use std::fmt;

/// Boolean connective joining two adjacent clauses.
#[derive(Debug, Clone, Copy, PartialEq, Eq)]
pub enum Connective {
    /// Logical AND (`and`)
    And,
    /// Logical OR (`or`)
    Or,
}

impl Connective {
    /// Parse a connective keyword. Input is expected already case-folded.
    pub fn from_keyword(word: &str) -> Option<Self> {
        match word {
            "and" => Some(Connective::And),
            "or" => Some(Connective::Or),
            _ => None,
        }
    }

    /// Combine a running result with the next clause result.
    pub fn apply(self, left: bool, right: bool) -> bool {
        match self {
            Connective::And => left && right,
            Connective::Or => left || right,
        }
    }
}

impl fmt::Display for Connective {
    fn fmt(&self, f: &mut fmt::Formatter<'_>) -> fmt::Result {
        match self {
            Connective::And => f.write_str("and"),
            Connective::Or => f.write_str("or"),
        }
    }
}

/// Comparison operators, in detection priority order.
#[derive(Debug, Clone, Copy, PartialEq, Eq)]
pub enum CompareOp {
    /// Membership (`in`)
    In,
    /// Greater than (`>`)
    GreaterThan,
    /// Less than (`<`)
    LessThan,
    /// Equal (`=`)
    Equal,
}

impl CompareOp {
    /// Single-character operators, checked after `in`.
    pub const SYMBOLS: [(char, CompareOp); 3] = [
        ('>', CompareOp::GreaterThan),
        ('<', CompareOp::LessThan),
        ('=', CompareOp::Equal),
    ];

    /// Text of the operator as it appears in a clause.
    pub fn symbol(self) -> &'static str {
        match self {
            CompareOp::In => " in ",
            CompareOp::GreaterThan => ">",
            CompareOp::LessThan => "<",
            CompareOp::Equal => "=",
        }
    }
}

impl fmt::Display for CompareOp {
    fn fmt(&self, f: &mut fmt::Formatter<'_>) -> fmt::Result {
        f.write_str(self.symbol())
    }
}
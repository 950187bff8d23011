use clap::{Parser as ClapParser, Subcommand};
use jsql::cli::{self, CheckOptions, CheckResult, CliError, RecommendOptions};
use jsql::{to_json, to_json_pretty};
use std::fs;
use std::io::{self, Read};
use std::path::PathBuf;
use tracing_subscriber::EnvFilter;

/// Environment variable holding the log filter (e.g. `jsql=debug`).
const LOG_ENV: &str = "JSQL_LOG";

#[derive(ClapParser)]
#[command(name = "jsql")]
#[command(about = "jsql - filter and project JSON records with a minimal SQL-like query language")]
#[command(version)]
struct Cli {
    /// Log debug output to stderr
    #[arg(short, long, global = true)]
    verbose: bool,

    #[command(subcommand)]
    command: Commands,
}

#[derive(Subcommand)]
enum Commands {
    /// Validate and execute a query
    Check {
        /// The query to execute, e.g. "select name where age > 26"
        query: String,

        /// JSON input (reads --file or stdin if not provided)
        #[arg(short, long)]
        input: Option<String>,

        /// Read JSON input from a file
        #[arg(short, long, conflicts_with = "input")]
        file: Option<PathBuf>,

        /// Pretty-print the output
        #[arg(short, long)]
        pretty: bool,

        /// Print the number of matching records to stderr
        #[arg(long)]
        count: bool,

        /// Only validate syntax, don't execute
        #[arg(long)]
        syntax_only: bool,
    },

    /// Suggest example queries for a dataset
    Recommend {
        /// JSON input (reads --file or stdin if not provided)
        #[arg(short, long)]
        input: Option<String>,

        /// Read JSON input from a file
        #[arg(short, long, conflicts_with = "input")]
        file: Option<PathBuf>,

        /// Seed for reproducible suggestions
        #[arg(long)]
        seed: Option<u64>,
    },

    /// List documentation categories
    Docs,

    /// Show documentation for a specific category
    Doc {
        /// Category name (use 'jsql docs' to list categories)
        category: String,
    },
}

fn main() {
    let cli = Cli::parse();
    init_logging(cli.verbose);

    let result = match cli.command {
        Commands::Check {
            query,
            input,
            file,
            pretty,
            count,
            syntax_only,
        } => run_check(query, input, file, pretty, count, syntax_only),
        Commands::Recommend { input, file, seed } => run_recommend(input, file, seed),
        Commands::Docs => {
            print!("{}", cli::get_docs_overview());
            Ok(())
        }
        Commands::Doc { category } => cli::get_doc_category(&category).map(|content| {
            print!("{}", content);
        }),
    };

    if let Err(e) = result {
        eprintln!("{}", e);
        std::process::exit(1);
    }
}

fn init_logging(verbose: bool) {
    let default = if verbose { "jsql=debug" } else { "warn" };
    let filter = EnvFilter::try_from_env(LOG_ENV).unwrap_or_else(|_| EnvFilter::new(default));
    tracing_subscriber::fmt()
        .with_env_filter(filter)
        .with_writer(io::stderr)
        .init();
}

/// Resolve JSON input: explicit string, then file, then piped stdin.
fn load_input(input: Option<String>, file: Option<PathBuf>) -> Result<Option<String>, CliError> {
    if input.is_some() {
        return Ok(input);
    }
    if let Some(path) = file {
        return Ok(Some(fs::read_to_string(path)?));
    }
    if atty::is(atty::Stream::Stdin) {
        return Ok(None);
    }
    let mut buffer = String::new();
    io::stdin().read_to_string(&mut buffer)?;
    Ok(Some(buffer))
}

fn run_check(
    query: String,
    input: Option<String>,
    file: Option<PathBuf>,
    pretty: bool,
    count: bool,
    syntax_only: bool,
) -> Result<(), CliError> {
    let input = if syntax_only {
        None
    } else {
        load_input(input, file)?
    };

    let options = CheckOptions {
        query,
        input,
        syntax_only,
    };

    match cli::execute_check(&options)? {
        CheckResult::SyntaxValid(query) => println!("Syntax is valid: {}", query),
        CheckResult::Success(result) => {
            let json = if pretty {
                to_json_pretty(&result.records)
            } else {
                to_json(&result.records)
            };
            println!("{}", json);
            if count {
                eprintln!("{} record(s) matched", result.count);
            }
        }
    }
    Ok(())
}

fn run_recommend(
    input: Option<String>,
    file: Option<PathBuf>,
    seed: Option<u64>,
) -> Result<(), CliError> {
    let options = RecommendOptions {
        input: load_input(input, file)?,
        seed,
    };

    for query in cli::execute_recommend(&options)? {
        println!("{}", query);
    }
    Ok(())
}
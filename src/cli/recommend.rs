//! Suggest queries for a JSON dataset

use rand::{SeedableRng, rngs::StdRng};

use super::CliError;
use crate::recommend_json;

/// Options for the recommend command
#[derive(Debug, Clone, Default)]
pub struct RecommendOptions {
    /// JSON input string
    pub input: Option<String>,
    /// Fixed seed for reproducible output
    pub seed: Option<u64>,
}

/// Generate recommended queries for the input dataset
pub fn execute_recommend(options: &RecommendOptions) -> Result<Vec<String>, CliError> {
    let json = options.input.as_deref().ok_or(CliError::NoInput)?;

    let recommendations = match options.seed {
        Some(seed) => recommend_json(json, &mut StdRng::seed_from_u64(seed))?,
        None => recommend_json(json, &mut rand::rng())?,
    };
    Ok(recommendations)
}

• • • • • • •

**EXERCISE PROMPT**
The records above must be restated. Preserve every word.

**EXERCISE ANSWER**
use std::fmt;

/// Boolean connective joining two adjacent clauses.
#[derive(Debug, Clone, Copy, PartialEq, Eq)]
pub enum Connective {
    /// Logical AND (`and`)
    And,
    /// Logical OR (`or`)
    Or,
}

impl Connective {
    /// Parse a connective keyword. Input is expected already case-folded.
    pub fn from_keyword(word: &str) -> Option<Self> {
        match word {
            "and" => Some(Connective::And),
            "or" => Some(Connective::Or),
            _ => None,
        }
    }

    /// Combine a running result with the next clause result.
    pub fn apply(self, left: bool, right: bool) -> bool {
        match self {
            Connective::And => left && right,
            Connective::Or => left || right,
        }
    }
}

impl fmt::Display for Connective {
    fn fmt(&self, f: &mut fmt::Formatter<'_>) -> fmt::Result {
        match self {
            Connective::And => f.write_str("and"),
            Connective::Or => f.write_str("or"),
        }
    }
}

/// Comparison operators, in detection priority order.
#[derive(Debug, Clone, Copy, PartialEq, Eq)]
pub enum CompareOp {
    /// Membership (`in`)
    In,
    /// Greater than (`>`)
    GreaterThan,
    /// Less than (`<`)
    LessThan,
    /// Equal (`=`)
    Equal,
}

impl CompareOp {
    /// Single-character operators, checked after `in`.
    pub const SYMBOLS: [(char, CompareOp); 3] = [
        ('>', CompareOp::GreaterThan),
        ('<', CompareOp::LessThan),
        ('=', CompareOp::Equal),
    ];

    /// Text of the operator as it appears in a clause.
    pub fn symbol(self) -> &'static str {
        match self {
            CompareOp::In => " in ",
            CompareOp::GreaterThan => ">",
            CompareOp::LessThan => "<",
            CompareOp::Equal => "=",
        }
    }
}

impl fmt::Display for CompareOp {
    fn fmt(&self, f: &mut fmt::Formatter<'_>) -> fmt::Result {
        f.write_str(self.symbol())
    }
}
repository 950187bff8d23011
use clap::{Parser as ClapParser, Subcommand};
use jsql::cli::{self, CheckOptions, CheckResult, CliError, RecommendOptions};
use jsql::{to_json, to_json_pretty};
use std::fs;
use std::io::{self, Read};
use std::path::PathBuf;
use tracing_subscriber::EnvFilter;

/// Environment variable holding the log filter (e.g. `jsql=debug`).
const LOG_ENV: &str = "JSQL_LOG";

#[derive(ClapParser)]
#[command(name = "jsql")]
#[command(about = "jsql - filter and project JSON records with a minimal SQL-like query language")]
#[command(version)]
struct Cli {
    /// Log debug output to stderr
    #[arg(short, long, global = true)]
    verbose: bool,

    #[command(subcommand)]
    command: Commands,
}

#[derive(Subcommand)]
enum Commands {
    /// Validate and execute a query
    Check {
        /// The query to execute, e.g. "select name where age > 26"
        query: String,

        /// JSON input (reads --file or stdin if not provided)
        #[arg(short, long)]
        input: Option<String>,

        /// Read JSON input from a file
        #[arg(short, long, conflicts_with = "input")]
        file: Option<PathBuf>,

        /// Pretty-print the output
        #[arg(short, long)]
        pretty: bool,

        /// Print the number of matching records to stderr
        #[arg(long)]
        count: bool,

        /// Only validate syntax, don't execute
        #[arg(long)]
        syntax_only: bool,
    },

    /// Suggest example queries for a dataset
    Recommend {
        /// JSON input (reads --file or stdin if not provided)
        #[arg(short, long)]
        input: Option<String>,

        /// Read JSON input from a file
        #[arg(short, long, conflicts_with = "input")]
        file: Option<PathBuf>,

        /// Seed for reproducible suggestions
        #[arg(long)]
        seed: Option<u64>,
    },

    /// List documentation categories
    Docs,

    /// Show documentation for a specific category
    Doc {
        /// Category name (use 'jsql docs' to list categories)
        category: String,
    },
}

fn main() {
    let cli = Cli::parse();
    init_logging(cli.verbose);

    let result = match cli.command {
        Commands::Check {
            query,
            input,
            file,
            pretty,
            count,
            syntax_only,
        } => run_check(query, input, file, pretty, count, syntax_only),
        Commands::Recommend { input, file, seed } => run_recommend(input, file, seed),
        Commands::Docs => {
            print!("{}", cli::get_docs_overview());
            Ok(())
        }
        Commands::Doc { category } => cli::get_doc_category(&category).map(|content| {
            print!("{}", content);
        }),
    };

    if let Err(e) = result {
        eprintln!("{}", e);
        std::process::exit(1);
    }
}

fn init_logging(verbose: bool) {
    let default = if verbose { "jsql=debug" } else { "warn" };
    let filter = EnvFilter::try_from_env(LOG_ENV).unwrap_or_else(|_| EnvFilter::new(default));
    tracing_subscriber::fmt()
        .with_env_filter(filter)
        .with_writer(io::stderr)
        .init();
}

/// Resolve JSON input: explicit string, then file, then piped stdin.
fn load_input(input: Option<String>, file: Option<PathBuf>) -> Result<Option<String>, CliError> {
    if input.is_some() {
        return Ok(input);
    }
    if let Some(path) = file {
        return Ok(Some(fs::read_to_string(path)?));
    }
    if atty::is(atty::Stream::Stdin) {
        return Ok(None);
    }
    let mut buffer = String::new();
    io::stdin().read_to_string(&mut buffer)?;
    Ok(Some(buffer))
}

fn run_check(
    query: String,
    input: Option<String>,
    file: Option<PathBuf>,
    pretty: bool,
    count: bool,
    syntax_only: bool,
) -> Result<(), CliError> {
    let input = if syntax_only {
        None
    } else {
        load_input(input, file)?
    };

    let options = CheckOptions {
        query,
        input,
        syntax_only,
    };

    match cli::execute_check(&options)? {
        CheckResult::SyntaxValid(query) => println!("Syntax is valid: {}", query),
        CheckResult::Success(result) => {
            let json = if pretty {
                to_json_pretty(&result.records)
            } else {
                to_json(&result.records)
            };
            println!("{}", json);
            if count {
                eprintln!("{} record(s) matched", result.count);
            }
        }
    }
    Ok(())
}

fn run_recommend(
    input: Option<String>,
    file: Option<PathBuf>,
    seed: Option<u64>,
) -> Result<(), CliError> {
    let options = RecommendOptions {
        input: load_input(input, file)?,
        seed,
    };

    for query in cli::execute_recommend(&options)? {
        println!("{}", query);
    }
    Ok(())
}
filename src/cli/recommend.rs
//! Suggest queries for a JSON dataset

use rand::{SeedableRng, rngs::StdRng};

use super::CliError;
use crate::recommend_json;

/// Options for the recommend command
#[derive(Debug, Clone, Default)]
pub struct RecommendOptions {
    /// JSON input string
    pub input: Option<String>,
    /// Fixed seed for reproducible output
    pub seed: Option<u64>,
}

/// Generate recommended queries for the input dataset
pub fn execute_recommend(options: &RecommendOptions) -> Result<Vec<String>, CliError> {
    let json = options.input.as_deref().ok_or(CliError::NoInput)?;

    let recommendations = match options.seed {
        Some(seed) => recommend_json(json, &mut StdRng::seed_from_u64(seed))?,
        None => recommend_json(json, &mut rand::rng())?,
    };
    Ok(recommendations)
}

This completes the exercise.